松树体内的真菌种群与松材线虫病的发生和发展密切相关。吕全等^[26]研究了3个马尾松树栖真菌菌株对媒介昆虫携带松材线虫数量的影响，发现不适宜松材线虫繁殖的真菌能促进松材线虫群体内更多个体转化为扩散型虫态，不同真菌对蛹室中线虫种群大小有显著影响。Maehara和Futai^[27]发现在只接种Trichoderma sp.的木段上天牛携带的线虫数量很少，另外在木段上接种Trichoderma sp. 3可以抑制蓝变菌的扩散，从而减少天牛携带的线虫数量^[28-29]，由此可见，木霉对松材线虫种群的扩散也有一定的抑制作用。本研究中共分离到6种木霉，通过取食实验可知，FXY7显著抑制了松材线虫的种群数量。木霉属真菌是一类高效的拮抗、促生菌，对松材线虫也具有一定的致死作用。钩状木霉Trichoderma hamatum孢子悬浮液对松材线虫毒性较强，致死率可以达到85.6%^[30]。木霉菌株T-28的乙酸乙酯提取物在72 h校正死亡率达到100%^[31]。木霉的挥发性化合物对松材线虫也具有一定的杀虫活性^[32-33]。本研究分离到的木霉对松材线虫病是否具有其它生防作用还需进一步展开研究。

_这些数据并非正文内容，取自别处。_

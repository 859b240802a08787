//! `tracing` events for executed SQL.
//!
//! Every statement that [`Database`](crate::Database) sends is reported under
//! the `pgquery.sql` target before it runs. Values are never logged, only
//! their count.

use crate::config::DatabaseConfig;
use tracing::Level;

/// What kind of call a logged statement came from.
#[derive(Debug, Clone, Copy, PartialEq, Eq)]
pub enum StatementKind {
    Execute,
    FetchRow,
    FetchAll,
    FetchScalar,
    Insert,
    Update,
    Delete,
}

impl StatementKind {
    pub fn as_str(self) -> &'static str {
        match self {
            StatementKind::Execute => "execute",
            StatementKind::FetchRow => "fetch_row",
            StatementKind::FetchAll => "fetch_all",
            StatementKind::FetchScalar => "fetch_scalar",
            StatementKind::Insert => "insert",
            StatementKind::Update => "update",
            StatementKind::Delete => "delete",
        }
    }
}

/// Emits one event per executed statement.
#[derive(Debug, Clone)]
pub struct SqlLogger {
    /// Whether events are emitted at all.
    pub enabled: bool,
    /// Tracing event level to emit at.
    pub level: Level,
    /// Truncate long SQL strings (in bytes, on a char boundary). `None` means no truncation.
    pub max_sql_length: Option<usize>,
}

impl Default for SqlLogger {
    fn default() -> Self {
        Self {
            enabled: true,
            level: Level::DEBUG,
            max_sql_length: Some(200),
        }
    }
}

impl SqlLogger {
    pub fn new() -> Self {
        Self::default()
    }

    pub fn from_config(config: &DatabaseConfig) -> Self {
        Self {
            enabled: config.logging_enabled,
            level: config.log_level,
            max_sql_length: config.max_sql_length,
        }
    }

    /// A logger that never emits.
    pub fn disabled() -> Self {
        Self {
            enabled: false,
            ..Self::default()
        }
    }

    pub(crate) fn truncate_sql(&self, sql: &str) -> String {
        match self.max_sql_length {
            Some(max) if sql.len() > max => format!("{}...", truncate_sql_bytes(sql, max)),
            _ => sql.to_string(),
        }
    }

    /// Report a statement about to be executed.
    pub fn log(&self, kind: StatementKind, sql: &str, param_count: usize) {
        if !self.enabled {
            return;
        }

        macro_rules! emit_at_level {
            ($level:expr, $($field:tt)*) => {
                match $level {
                    Level::ERROR => tracing::error!($($field)*),
                    Level::WARN  => tracing::warn!($($field)*),
                    Level::INFO  => tracing::info!($($field)*),
                    Level::DEBUG => tracing::debug!($($field)*),
                    Level::TRACE => tracing::trace!($($field)*),
                }
            };
        }

        let sql = self.truncate_sql(sql);
        emit_at_level!(
            self.level,
            target: "pgquery.sql",
            kind = kind.as_str(),
            param_count,
            sql = %sql,
        );
    }
}

/// Cut `sql` to at most `max_bytes`, backing off to the previous char boundary.
pub(crate) fn truncate_sql_bytes(sql: &str, max_bytes: usize) -> &str {
    if sql.len() <= max_bytes {
        return sql;
    }
    let mut end = max_bytes;
    while end > 0 && !sql.is_char_boundary(end) {
        end -= 1;
    }
    &sql[..end]
}
//! # pgquery
//!
//! A small, injection-safe query builder and execution layer for PostgreSQL.
//!
//! ## Features
//!
//! - **Validated identifiers**: table and column names must match `^[A-Za-z_][A-Za-z0-9_]*$`
//!   per dot-separated segment; anything else is rejected before SQL is rendered
//! - **Values are always bound**: every value travels as a `$n` parameter, never as SQL text
//! - **Closed value type**: [`Value`] is null, bool, integer, float or text
//! - **Snapshot terminals**: `first()` and `count()` never mutate the builder
//! - **Explicit keyed writes**: `update()`/`delete()` refuse WHERE clauses they cannot express
//! - **Plain transactions**: `BEGIN`/`COMMIT`/`ROLLBACK` on one connection, via [`transaction!`]
//!
//! ## Query Builder
//!
//! ```ignore
//! use pgquery::{Database, DatabaseConfig, record};
//!
//! let db = Database::connect(DatabaseConfig::from_env()?).await?;
//!
//! // SELECT
//! let posts = db
//!     .table("posts")?
//!     .select(["id", "title"])
//!     .where_eq("status", "published")
//!     .order_by("created_at", "DESC")
//!     .limit(5)
//!     .get()
//!     .await?;
//!
//! // INSERT
//! let id = db.table("users")?.insert(record([("username", "alice")])).await?;
//!
//! // UPDATE
//! db.table("users")?
//!     .where_eq("id", id.clone())
//!     .update(record([("status", "inactive")]))
//!     .await?;
//!
//! // DELETE
//! db.table("users")?.where_eq("id", id).delete().await?;
//! ```
//!
//! Rendering is available without a connection through any [`Executor`]:
//! `build()` returns the SQL and its ordered bindings.

pub mod config;
pub mod database;
pub mod error;
pub mod executor;
pub mod ident;
pub mod logging;
pub mod prelude;
pub mod qb;
pub mod row;
pub mod transaction;
pub mod value;

pub use config::DatabaseConfig;
pub use database::Database;
pub use error::{DbError, DbResult};
pub use executor::{Executor, Record, record};
pub use ident::{IDENT_PATTERN, Ident, IntoIdent, validate_identifier};
pub use logging::{SqlLogger, StatementKind};
pub use qb::{BuiltQuery, Direction, KeyedConditions, Op, QueryBuilder};
pub use row::{FromRow, RowExt};
pub use value::Value;

// Re-export tokio_postgres for convenience
pub use tokio_postgres;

关于马尾松内生细菌群落结构的研究较少，袁文婷对健康马尾松茎部的内生细菌进行了分离，共分离到20株细菌，通过内生性验证后对其中7个菌株进行了种类鉴定，并未对群落结构进行描述。尹诗恒等^[34]研究了松材线虫侵染下马尾松苗不同部位内生细菌菌群的结构变化，发现松干部位菌群结构变化极显著，其次是松针，根部基本不受影响。前人也从马尾松体内分离出一些具有生防作用的内生细菌，李亮亮等^[35]从马尾松茎部分离到一株松材线虫拮抗细菌短小芽孢杆菌，并通过荧光标记法证明了该菌株在马尾松体内的内生性，为该菌今后的实际应用提供了理论依据。Song等人^[36]从马尾松顶芽和针叶中分离到一株Pantoea eucalypti，根据其基因组特征和携带质粒的功能推测该菌可促进松树生长。沙雷氏菌属细菌也是马尾松中经常分离到的一类细菌，从蛹室分离到的Serratia marcescens可以促进松褐天牛的死亡^[37]。本研究中分离到多株沙雷氏菌属和芽孢杆菌属细菌，这些菌株对松材线虫病的控制作用还有待进一步研究。

健康马尾松树体内的真菌多样性高于枯死马尾松，二者真菌菌群相似性较低，而且不同组织间真菌菌群相似性也较低；对于细菌来说，健康和枯死马尾松的细菌群落具有一定的相似性。这表明松材线虫入侵会影响马尾松树体内的真菌多样性，但对细菌的影响较小。另外本研究中分离到多株可能对松材线虫病具有生防潜力的内生菌，为探索松材线虫病的新型防控技术奠定了基础。